● Task objective: Give the number of lines in the data below that contain "SystemTime", and only that number.

● Given entries:
◆ ◆ ◆

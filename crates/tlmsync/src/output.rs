use std::io::{IsTerminal, Write};
use std::time::{SystemTime, UNIX_EPOCH};

use clap::ValueEnum;
use comfy_table::{presets::UTF8_FULL, ContentArrangement, Table};
use serde::Serialize;
use tlmsync_decode::{DecodeTable, FieldLayout, LatestReadings, Reading, ReadingValue, ValueFormat};

#[derive(Clone, Debug, Copy, ValueEnum)]
pub enum OutputFormat {
    Json,
    Table,
    Pretty,
}

impl OutputFormat {
    pub fn default_for_stdout() -> Self {
        if std::io::stdout().is_terminal() {
            Self::Pretty
        } else {
            Self::Json
        }
    }
}

#[derive(Serialize)]
struct ReadingOutput<'a> {
    name: &'a str,
    value: &'a ReadingValue,
    timestamp: String,
}

/// Print readings as they are decoded. Table output is one table per batch.
pub fn print_readings(readings: &[Reading], format: OutputFormat) {
    if readings.is_empty() {
        return;
    }
    match format {
        OutputFormat::Json => {
            let timestamp = now_unix_seconds();
            for reading in readings {
                print_json(&ReadingOutput {
                    name: &reading.name,
                    value: &reading.value,
                    timestamp: timestamp.clone(),
                });
            }
        }
        OutputFormat::Table => {
            let rows = readings
                .iter()
                .map(|r| vec![r.name.clone(), r.value.to_string()]);
            println!("{}", build_table(vec!["NAME", "VALUE"], rows));
        }
        OutputFormat::Pretty => {
            for reading in readings {
                println!("{} = {}", reading.name, reading.value);
            }
        }
    }
}

/// Print the last value seen for every reading name.
pub fn print_latest(latest: &LatestReadings, format: OutputFormat) {
    match format {
        OutputFormat::Json => {
            let timestamp = now_unix_seconds();
            for (name, value) in latest.iter() {
                print_json(&ReadingOutput {
                    name,
                    value,
                    timestamp: timestamp.clone(),
                });
            }
        }
        OutputFormat::Table => {
            let rows = latest.iter().map(|(name, value)| {
                vec![
                    name.to_string(),
                    value.to_string(),
                    latest.updates(name).to_string(),
                ]
            });
            println!("{}", build_table(vec!["NAME", "VALUE", "UPDATES"], rows));
        }
        OutputFormat::Pretty => {
            for (name, value) in latest.iter() {
                println!("{name} = {value} ({} updates)", latest.updates(name));
            }
        }
    }
}

/// Print the active decode table.
pub fn print_decode_table(table: &DecodeTable, format: OutputFormat) {
    match format {
        OutputFormat::Json => match table.to_json() {
            Ok(json) => println!("{json}"),
            Err(err) => tracing::warn!(error = %err, "failed serializing decode table"),
        },
        OutputFormat::Table => {
            let rows = table.entries().into_iter().map(|(identifier, function, d)| {
                vec![
                    identifier.to_string(),
                    function.to_string(),
                    d.name.clone(),
                    describe_field(&d.field),
                    describe_format(&d.format),
                ]
            });
            println!(
                "{}",
                build_table(vec!["IDENTIFIER", "FUNCTION", "NAME", "FIELD", "FORMAT"], rows)
            );
        }
        OutputFormat::Pretty => {
            for (identifier, function, d) in table.entries() {
                println!(
                    "({identifier}, {function}) -> {} [{}, {}]",
                    d.name,
                    describe_field(&d.field),
                    describe_format(&d.format)
                );
            }
        }
    }
}

pub fn print_raw(data: &[u8]) {
    let mut out = std::io::stdout();
    let _ = out.write_all(data);
    let _ = out.flush();
}

fn print_json<T: Serialize>(value: &T) {
    println!(
        "{}",
        serde_json::to_string(value).unwrap_or_else(|_| "{}".to_string())
    );
}

fn build_table(header: Vec<&str>, rows: impl Iterator<Item = Vec<String>>) -> Table {
    let mut table = Table::new();
    table
        .load_preset(UTF8_FULL)
        .set_content_arrangement(ContentArrangement::Dynamic)
        .set_header(header);
    for row in rows {
        table.add_row(row);
    }
    table
}

fn describe_field(field: &FieldLayout) -> String {
    match field {
        FieldLayout::F32Be { offset } => format!("f32 BE @{offset}"),
        FieldLayout::U32Be { offset } => format!("u32 BE @{offset}"),
        FieldLayout::I32Be { offset } => format!("i32 BE @{offset}"),
    }
}

fn describe_format(format: &ValueFormat) -> String {
    match format {
        ValueFormat::Suffix { unit } => format!("suffix \"{unit}\""),
        ValueFormat::Raw => "raw".to_string(),
    }
}

fn now_unix_seconds() -> String {
    SystemTime::now()
        .duration_since(UNIX_EPOCH)
        .map(|d| d.as_secs().to_string())
        .unwrap_or_else(|_| "0".to_string())
}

◆ ◆ ◆

● Answer section: 2